BEGIN

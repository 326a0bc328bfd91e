//! File attachments carried by messages.

use base64::engine::general_purpose::STANDARD;
use base64::Engine;
use serde::{Deserialize, Serialize};
use tracing::{debug, warn};

use crate::error::{ColloquyError, Result};
use crate::files::{FileStore, StoredFile};

/// Where an attachment's bytes currently live. Inline bytes and a stored
/// reference are mutually exclusive.
#[derive(Debug, Clone, Serialize, Deserialize, PartialEq)]
#[serde(tag = "kind", rename_all = "snake_case")]
pub enum AttachmentData {
    Inline {
        #[serde(with = "base64_bytes")]
        bytes: Vec<u8>,
    },
    Stored(StoredFile),
}

/// Processing state. Moves forward only: pending to stored or failed.
#[derive(Debug, Clone, Serialize, Deserialize, PartialEq, Eq, Default)]
#[serde(tag = "state", rename_all = "snake_case")]
pub enum AttachmentStatus {
    #[default]
    Pending,
    Stored,
    Failed { error: String },
}

#[derive(Debug, Clone, Serialize, Deserialize, PartialEq)]
pub struct Attachment {
    filename: String,
    #[serde(default, skip_serializing_if = "Option::is_none")]
    mime_type: Option<String>,
    data: AttachmentData,
    #[serde(default)]
    status: AttachmentStatus,
    /// Extracted content (overview, text, error) supplied by an external processor.
    #[serde(default, skip_serializing_if = "Option::is_none")]
    processed_content: Option<serde_json::Value>,
}

impl Attachment {
    /// Pending attachment holding raw bytes.
    pub fn from_bytes(filename: impl Into<String>, bytes: impl Into<Vec<u8>>) -> Self {
        let filename = filename.into();
        let bytes = bytes.into();
        Self {
            mime_type: mime_from_name(&filename).or_else(|| mime_from_content(&bytes)),
            filename,
            data: AttachmentData::Inline { bytes },
            status: AttachmentStatus::Pending,
            processed_content: None,
        }
    }

    /// Pending attachment from base64 text. A `data:` URL prefix is accepted.
    pub fn from_base64(filename: impl Into<String>, encoded: &str) -> Result<Self> {
        let payload = match encoded.split_once(";base64,") {
            Some((prefix, rest)) if prefix.starts_with("data:") => rest,
            _ => encoded,
        };
        let bytes = STANDARD
            .decode(payload.trim())
            .map_err(|e| ColloquyError::validation(format!("invalid base64 attachment: {e}")))?;
        Ok(Self::from_bytes(filename, bytes))
    }

    /// Attachment that already lives in a file store.
    pub fn stored(filename: impl Into<String>, file: StoredFile) -> Self {
        let filename = filename.into();
        Self {
            mime_type: mime_from_name(&filename),
            filename,
            data: AttachmentData::Stored(file),
            status: AttachmentStatus::Stored,
            processed_content: None,
        }
    }

    pub fn with_mime_type(mut self, mime_type: impl Into<String>) -> Self {
        self.mime_type = Some(mime_type.into());
        self
    }

    pub fn with_processed_content(mut self, content: serde_json::Value) -> Self {
        self.processed_content = Some(content);
        self
    }

    pub fn filename(&self) -> &str {
        &self.filename
    }

    pub fn mime_type(&self) -> Option<&str> {
        self.mime_type.as_deref()
    }

    pub fn data(&self) -> &AttachmentData {
        &self.data
    }

    pub fn status(&self) -> &AttachmentStatus {
        &self.status
    }

    pub fn processed_content(&self) -> Option<&serde_json::Value> {
        self.processed_content.as_ref()
    }

    pub fn stored_file(&self) -> Option<&StoredFile> {
        match &self.data {
            AttachmentData::Stored(file) => Some(file),
            AttachmentData::Inline { .. } => None,
        }
    }

    pub fn is_image(&self) -> bool {
        self.mime_type
            .as_deref()
            .is_some_and(|m| m.starts_with("image/"))
    }

    /// Push inline bytes into `store`.
    ///
    /// Only a pending attachment is touched. On success the inline bytes are
    /// dropped in favour of the stored reference; on failure the bytes are
    /// kept and the status records the error.
    pub async fn ensure_stored(&mut self, store: &dyn FileStore) -> &AttachmentStatus {
        if self.status != AttachmentStatus::Pending {
            return &self.status;
        }
        let bytes = match &self.data {
            AttachmentData::Inline { bytes } => bytes,
            AttachmentData::Stored(_) => {
                self.status = AttachmentStatus::Stored;
                return &self.status;
            }
        };

        match store
            .save(bytes, &self.filename, self.mime_type.as_deref())
            .await
        {
            Ok(file) => {
                debug!(filename = %self.filename, file_id = %file.file_id, "attachment stored");
                self.data = AttachmentData::Stored(file);
                self.status = AttachmentStatus::Stored;
            }
            Err(e) => {
                warn!(filename = %self.filename, error = %e, "failed to store attachment");
                self.status = AttachmentStatus::Failed {
                    error: e.to_string(),
                };
            }
        }
        &self.status
    }
}

fn mime_from_name(filename: &str) -> Option<String> {
    mime_guess::from_path(filename)
        .first()
        .map(|mime| mime.essence_str().to_string())
}

/// Magic-number detection for bytes whose name has no known extension.
fn mime_from_content(bytes: &[u8]) -> Option<String> {
    infer::get(bytes).map(|kind| kind.mime_type().to_string())
}

mod base64_bytes {
    use base64::engine::general_purpose::STANDARD;
    use base64::Engine;
    use serde::{Deserialize, Deserializer, Serializer};

    pub fn serialize<S: Serializer>(bytes: &[u8], serializer: S) -> Result<S::Ok, S::Error> {
        serializer.serialize_str(&STANDARD.encode(bytes))
    }

    pub fn deserialize<'de, D: Deserializer<'de>>(deserializer: D) -> Result<Vec<u8>, D::Error> {
        let encoded = String::deserialize(deserializer)?;
        STANDARD.decode(encoded).map_err(serde::de::Error::custom)
    }
}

END

Your assignment:
Repeat all of the entries above exactly.

Output for this task:
repository 326a0bc328bfd91e
//! File attachments carried by messages.

use base64::engine::general_purpose::STANDARD;
use base64::Engine;
use serde::{Deserialize, Serialize};
use tracing::{debug, warn};

use crate::error::{ColloquyError, Result};
use crate::files::{FileStore, StoredFile};

/// Where an attachment's bytes currently live. Inline bytes and a stored
/// reference are mutually exclusive.
#[derive(Debug, Clone, Serialize, Deserialize, PartialEq)]
#[serde(tag = "kind", rename_all = "snake_case")]
pub enum AttachmentData {
    Inline {
        #[serde(with = "base64_bytes")]
        bytes: Vec<u8>,
    },
    Stored(StoredFile),
}

/// Processing state. Moves forward only: pending to stored or failed.
#[derive(Debug, Clone, Serialize, Deserialize, PartialEq, Eq, Default)]
#[serde(tag = "state", rename_all = "snake_case")]
pub enum AttachmentStatus {
    #[default]
    Pending,
    Stored,
    Failed { error: String },
}

#[derive(Debug, Clone, Serialize, Deserialize, PartialEq)]
pub struct Attachment {
    filename: String,
    #[serde(default, skip_serializing_if = "Option::is_none")]
    mime_type: Option<String>,
    data: AttachmentData,
    #[serde(default)]
    status: AttachmentStatus,
    /// Extracted content (overview, text, error) supplied by an external processor.
    #[serde(default, skip_serializing_if = "Option::is_none")]
    processed_content: Option<serde_json::Value>,
}

impl Attachment {
    /// Pending attachment holding raw bytes.
    pub fn from_bytes(filename: impl Into<String>, bytes: impl Into<Vec<u8>>) -> Self {
        let filename = filename.into();
        let bytes = bytes.into();
        Self {
            mime_type: mime_from_name(&filename).or_else(|| mime_from_content(&bytes)),
            filename,
            data: AttachmentData::Inline { bytes },
            status: AttachmentStatus::Pending,
            processed_content: None,
        }
    }

    /// Pending attachment from base64 text. A `data:` URL prefix is accepted.
    pub fn from_base64(filename: impl Into<String>, encoded: &str) -> Result<Self> {
        let payload = match encoded.split_once(";base64,") {
            Some((prefix, rest)) if prefix.starts_with("data:") => rest,
            _ => encoded,
        };
        let bytes = STANDARD
            .decode(payload.trim())
            .map_err(|e| ColloquyError::validation(format!("invalid base64 attachment: {e}")))?;
        Ok(Self::from_bytes(filename, bytes))
    }

    /// Attachment that already lives in a file store.
    pub fn stored(filename: impl Into<String>, file: StoredFile) -> Self {
        let filename = filename.into();
        Self {
            mime_type: mime_from_name(&filename),
            filename,
            data: AttachmentData::Stored(file),
            status: AttachmentStatus::Stored,
            processed_content: None,
        }
    }

    pub fn with_mime_type(mut self, mime_type: impl Into<String>) -> Self {
        self.mime_type = Some(mime_type.into());
        self
    }

    pub fn with_processed_content(mut self, content: serde_json::Value) -> Self {
        self.processed_content = Some(content);
        self
    }

    pub fn filename(&self) -> &str {
        &self.filename
    }

    pub fn mime_type(&self) -> Option<&str> {
        self.mime_type.as_deref()
    }

    pub fn data(&self) -> &AttachmentData {
        &self.data
    }

    pub fn status(&self) -> &AttachmentStatus {
        &self.status
    }

    pub fn processed_content(&self) -> Option<&serde_json::Value> {
        self.processed_content.as_ref()
    }

    pub fn stored_file(&self) -> Option<&StoredFile> {
        match &self.data {
            AttachmentData::Stored(file) => Some(file),
            AttachmentData::Inline { .. } => None,
        }
    }

    pub fn is_image(&self) -> bool {
        self.mime_type
            .as_deref()
            .is_some_and(|m| m.starts_with("image/"))
    }

    /// Push inline bytes into `store`.
    ///
    /// Only a pending attachment is touched. On success the inline bytes are
    /// dropped in favour of the stored reference; on failure the bytes are
    /// kept and the status records the error.
    pub async fn ensure_stored(&mut self, store: &dyn FileStore) -> &AttachmentStatus {
        if self.status != AttachmentStatus::Pending {
            return &self.status;
        }
        let bytes = match &self.data {
            AttachmentData::Inline { bytes } => bytes,
            AttachmentData::Stored(_) => {
                self.status = AttachmentStatus::Stored;
                return &self.status;
            }
        };

        match store
            .save(bytes, &self.filename, self.mime_type.as_deref())
            .await
        {
            Ok(file) => {
                debug!(filename = %self.filename, file_id = %file.file_id, "attachment stored");
                self.data = AttachmentData::Stored(file);
                self.status = AttachmentStatus::Stored;
            }
            Err(e) => {
                warn!(filename = %self.filename, error = %e, "failed to store attachment");
                self.status = AttachmentStatus::Failed {
                    error: e.to_string(),
                };
            }
        }
        &self.status
    }
}

fn mime_from_name(filename: &str) -> Option<String> {
    mime_guess::from_path(filename)
        .first()
        .map(|mime| mime.essence_str().to_string())
}

/// Magic-number detection for bytes whose name has no known extension.
fn mime_from_content(bytes: &[u8]) -> Option<String> {
    infer::get(bytes).map(|kind| kind.mime_type().to_string())
}

mod base64_bytes {
    use base64::engine::general_purpose::STANDARD;
    use base64::Engine;
    use serde::{Deserialize, Deserializer, Serializer};

    pub fn serialize<S: Serializer>(bytes: &[u8], serializer: S) -> Result<S::Ok, S::Error> {
        serializer.serialize_str(&STANDARD.encode(bytes))
    }

    pub fn deserialize<'de, D: Deserializer<'de>>(deserializer: D) -> Result<Vec<u8>, D::Error> {
        let encoded = String::deserialize(deserializer)?;
        STANDARD.decode(encoded).map_err(serde::de::Error::custom)
    }
}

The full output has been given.